Finish rolling is completed in the temperature range of 520℃, and
It was made into a 3.2mm hot rolled coil. Table 1 shows the steel composition, slab heating temperature, and hot rolling finishing temperature.

【table】

[Table] After pickling, the coil was cold rolled to a thickness of 0.8 mm and subsequently subjected to continuous annealing. The conditions for continuous annealing are a heating rate of approximately 15°C/sec, soaking at 800°C for 25 seconds, and a cooling rate of approximately 45°C/sec. Thereafter, it was subjected to about 0.8% temper rolling. Table 2 shows the materials of the steel sheets manufactured in this manner.

[Table] As is clear from this table, the cold-rolled steel sheets produced according to the present invention have excellent drawability (and Δr value). As described in detail above, this invention comprises C,
Using a steel slab with a specific composition of N and Al, the heating before hot rolling is kept at 1150℃ or less, and the finishing rolling temperature is
A method for producing cold rolled steel sheets, which comprises hot rolling at 700 to 850°C and a coiling temperature of 600°C or less, followed by continuous annealing of rapid heating and rapid cooling after cold rolling. This makes it possible to produce cold-rolled steel sheets with excellent drawability.
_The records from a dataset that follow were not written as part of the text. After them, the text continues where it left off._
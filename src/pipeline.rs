// src/pipeline.rs - Reading streams, applying procedures, writing events
pub mod config;
pub mod context;
pub mod processors;
pub mod stream;
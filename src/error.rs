/// Errors raised while compiling a conversion pattern
#[derive(Debug, Clone, PartialEq, thiserror::Error)]
pub enum CompileError {
    #[error("Conversion pattern is empty")]
    EmptyPattern,

    #[error("'%' marker at position {position} is not followed by any component")]
    DanglingMarker { position: usize },

    #[error("Unknown conversion character '{character}' at position {position}")]
    UnknownConversion { character: char, position: usize },

    #[error("Invalid format modifier '{literal}': {reason}")]
    InvalidModifier { literal: String, reason: String },

    #[error("Invalid date format '{format}': {reason}")]
    InvalidDateFormat { format: String, reason: String },

    #[error("Unterminated '{{' option starting at position {position}")]
    UnterminatedOption { position: usize },

    #[error("Component '{component}' is closed and cannot accept '{character}'")]
    ComponentClosed { component: String, character: char },
}

/// Fatal errors raised while turning lines into events
#[derive(Debug, Clone, PartialEq, thiserror::Error)]
pub enum ParseError {
    #[error("{}", describe_match(.line, .offset, .message))]
    Match {
        line: usize,
        offset: Option<usize>,
        message: String,
    },

    #[error("Parser stopped after a fatal error on line {line}")]
    Halted { line: usize },
}

fn describe_match(line: &usize, offset: &Option<usize>, message: &str) -> String {
    match offset {
        Some(offset) => format!("line {}, offset {}: {}", line, offset, message),
        None => format!("line {}: {}", line, message),
    }
}

impl ParseError {
    pub fn at(line: usize, offset: usize, message: impl Into<String>) -> Self {
        ParseError::Match {
            line,
            offset: Some(offset),
            message: message.into(),
        }
    }

    pub fn on_line(line: usize, message: impl Into<String>) -> Self {
        ParseError::Match {
            line,
            offset: None,
            message: message.into(),
        }
    }

    /// 1-based line number the error refers to
    pub fn line(&self) -> usize {
        match self {
            ParseError::Match { line, .. } | ParseError::Halted { line } => *line,
        }
    }

    pub fn offset(&self) -> Option<usize> {
        match self {
            ParseError::Match { offset, .. } => *offset,
            ParseError::Halted { .. } => None,
        }
    }
}

/// Errors surfaced by the stream pipeline
#[derive(Debug, thiserror::Error)]
pub enum ProcessingError {
    #[error("Parse error in '{source_name}': {source}")]
    Parse {
        source_name: String,
        #[source]
        source: ParseError,
    },

    #[error("Invalid conversion pattern: {0}")]
    Compile(#[from] CompileError),

    #[error("IO error: {0}")]
    IoError(#[from] std::io::Error),

    #[error("Line too long: {length} > {max_length}")]
    LineTooLong { length: usize, max_length: usize },

    #[error("Output error: {0}")]
    OutputError(String),
}

#[cfg(test)]
mod tests {
    use super::*;

    #[test]
    fn test_match_error_display() {
        let err = ParseError::at(12, 4, "expecting '[...]'");
        assert_eq!(err.to_string(), "line 12, offset 4: expecting '[...]'");
        assert_eq!(err.line(), 12);
        assert_eq!(err.offset(), Some(4));

        let err = ParseError::on_line(3, "no level");
        assert_eq!(err.to_string(), "line 3: no level");
        assert_eq!(err.offset(), None);
    }
}
use async_trait::async_trait;
use futures::{AsyncRead, AsyncReadExt, AsyncWrite, AsyncWriteExt};
use libp2p::{request_response, StreamProtocol};
use serde::{Deserialize, Serialize};

/// Protocol providers expose to enumerate their retrieval endpoints.
pub const TRANSPORTS_PROTOCOL: StreamProtocol =
    StreamProtocol::new("/fil/retrieval/transports/1.0.0");

/// Upper bound on a transports listing.
const MAX_MESSAGE_SIZE: usize = 256 * 1024;

/// A CBOR byte string. Plain `Vec<u8>` round-trips as an integer array,
/// which providers do not send.
#[derive(Debug, Clone, Default, PartialEq, Eq)]
pub struct AddrBytes(pub Vec<u8>);

impl Serialize for AddrBytes {
    fn serialize<S: serde::Serializer>(&self, serializer: S) -> Result<S::Ok, S::Error> {
        serializer.serialize_bytes(&self.0)
    }
}

impl<'de> Deserialize<'de> for AddrBytes {
    fn deserialize<D: serde::Deserializer<'de>>(deserializer: D) -> Result<Self, D::Error> {
        struct Visitor;

        impl<'de> serde::de::Visitor<'de> for Visitor {
            type Value = AddrBytes;

            fn expecting(&self, f: &mut std::fmt::Formatter<'_>) -> std::fmt::Result {
                f.write_str("a byte string")
            }

            fn visit_bytes<E: serde::de::Error>(self, v: &[u8]) -> Result<Self::Value, E> {
                Ok(AddrBytes(v.to_vec()))
            }

            fn visit_byte_buf<E: serde::de::Error>(self, v: Vec<u8>) -> Result<Self::Value, E> {
                Ok(AddrBytes(v))
            }

            fn visit_seq<A: serde::de::SeqAccess<'de>>(
                self,
                mut seq: A,
            ) -> Result<Self::Value, A::Error> {
                let mut bytes = Vec::new();
                while let Some(byte) = seq.next_element::<u8>()? {
                    bytes.push(byte);
                }
                Ok(AddrBytes(bytes))
            }
        }

        deserializer.deserialize_any(Visitor)
    }
}

/// One advertised retrieval transport.
#[derive(Debug, Clone, Default, Serialize, Deserialize)]
pub struct RetrievalProtocol {
    #[serde(rename = "Name", default)]
    pub name: String,
    #[serde(rename = "Addresses", default)]
    pub addresses: Vec<AddrBytes>,
}

impl RetrievalProtocol {
    pub fn address_bytes(&self) -> Vec<Vec<u8>> {
        self.addresses.iter().map(|addr| addr.0.clone()).collect()
    }
}

#[derive(Debug, Clone, Default, Serialize, Deserialize)]
pub struct QueryResponse {
    #[serde(rename = "Protocols", default)]
    pub protocols: Vec<RetrievalProtocol>,
}

/// Opening the stream is the whole request: the provider immediately
/// writes back one varint-length-prefixed CBOR listing.
#[derive(Debug, Clone, Default)]
pub struct TransportsCodec;

#[async_trait]
impl request_response::Codec for TransportsCodec {
    type Protocol = StreamProtocol;
    type Request = ();
    type Response = QueryResponse;

    async fn read_request<T>(&mut self, _: &Self::Protocol, _: &mut T) -> std::io::Result<()>
    where
        T: AsyncRead + Unpin + Send,
    {
        Ok(())
    }

    async fn read_response<T>(
        &mut self,
        _: &Self::Protocol,
        io: &mut T,
    ) -> std::io::Result<QueryResponse>
    where
        T: AsyncRead + Unpin + Send,
    {
        let message = read_length_prefixed(io, MAX_MESSAGE_SIZE).await?;
        ciborium::from_reader(message.as_slice())
            .map_err(|err| std::io::Error::new(std::io::ErrorKind::InvalidData, err))
    }

    async fn write_request<T>(
        &mut self,
        _: &Self::Protocol,
        io: &mut T,
        _: Self::Request,
    ) -> std::io::Result<()>
    where
        T: AsyncWrite + Unpin + Send,
    {
        io.flush().await
    }

    async fn write_response<T>(
        &mut self,
        _: &Self::Protocol,
        _: &mut T,
        _: Self::Response,
    ) -> std::io::Result<()>
    where
        T: AsyncWrite + Unpin + Send,
    {
        Ok(())
    }
}

/// Reads one varint-length-prefixed frame, bounded by `max_size`.
pub(crate) async fn read_length_prefixed<T: AsyncRead + Unpin + Send>(
    io: &mut T,
    max_size: usize,
) -> std::io::Result<Vec<u8>> {
    let len = unsigned_varint::aio::read_usize(&mut *io)
        .await
        .map_err(|err| std::io::Error::new(std::io::ErrorKind::InvalidData, err))?;
    if len > max_size {
        return Err(std::io::Error::new(
            std::io::ErrorKind::InvalidData,
            format!("frame of {len} bytes exceeds the {max_size} byte cap"),
        ));
    }

    let mut buf = vec![0_u8; len];
    io.read_exact(&mut buf).await?;
    Ok(buf)
}

/// Writes one varint-length-prefixed frame.
pub(crate) async fn write_length_prefixed<T: AsyncWrite + Unpin + Send>(
    io: &mut T,
    frame: &[u8],
) -> std::io::Result<()> {
    let mut len_buf = unsigned_varint::encode::usize_buffer();
    io.write_all(unsigned_varint::encode::usize(frame.len(), &mut len_buf))
        .await?;
    io.write_all(frame).await?;
    io.flush().await
}

#[cfg(test)]
mod tests {
    use super::*;

    #[test]
    fn query_response_decodes_cbor_byte_strings() {
        let addr: multiaddr::Multiaddr = "/ip4/10.0.0.1/tcp/8080/http".parse().unwrap();
        let response = QueryResponse {
            protocols: vec![
                RetrievalProtocol {
                    name: "http".to_string(),
                    addresses: vec![AddrBytes(addr.to_vec())],
                },
                RetrievalProtocol {
                    name: "bitswap".to_string(),
                    addresses: vec![],
                },
            ],
        };

        let mut encoded = Vec::new();
        ciborium::into_writer(&response, &mut encoded).unwrap();
        let decoded: QueryResponse = ciborium::from_reader(encoded.as_slice()).unwrap();

        assert_eq!(decoded.protocols.len(), 2);
        assert_eq!(decoded.protocols[0].name, "http");
        assert_eq!(decoded.protocols[0].address_bytes(), vec![addr.to_vec()]);
    }

    #[test]
    fn frames_round_trip() {
        futures::executor::block_on(async {
            let mut buf = Vec::new();
            write_length_prefixed(&mut buf, b"listing").await.unwrap();

            let mut cursor = futures::io::Cursor::new(buf);
            let frame = read_length_prefixed(&mut cursor, 1024).await.unwrap();
            assert_eq!(frame, b"listing");
        });
    }

    #[test]
    fn oversized_frames_are_rejected() {
        futures::executor::block_on(async {
            let mut buf = Vec::new();
            write_length_prefixed(&mut buf, &[0_u8; 64]).await.unwrap();

            let mut cursor = futures::io::Cursor::new(buf);
            assert!(read_length_prefixed(&mut cursor, 16).await.is_err());
        });
    }
}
[Brief explanation of drawings]

Fig. 1 is a chart showing the effect of slab heating temperature on yield stress and value, Fig. 2 is a chart showing the effect of hot rolling finishing temperature on yield stress and total elongation,
FIG. 3 is a chart showing the effect of hot rolling finishing temperature on the value and Δr value, and FIG. 4 is a chart showing the effect of Sol.Al amount on the value.

Claims (1)

[Claims] 1 In terms of weight percentage, C: 0.0030% or less, N:
0.0050% or less, Mn: 0.5% or less, Sol.Al: 0.10
After heating a steel slab with a composition of ~0.20% and the remainder essentially consisting of iron and unavoidable impurities to a temperature of 1150℃ or less, it is hot-rolled at a finishing temperature of 700 to 850℃ and a coiling temperature of 600℃ or less. Perform rolling,
A method for producing a cold-rolled steel sheet with good drawability by continuous annealing, characterized in that cold rolling is then carried out according to a conventional method and then continuous annealing is carried out.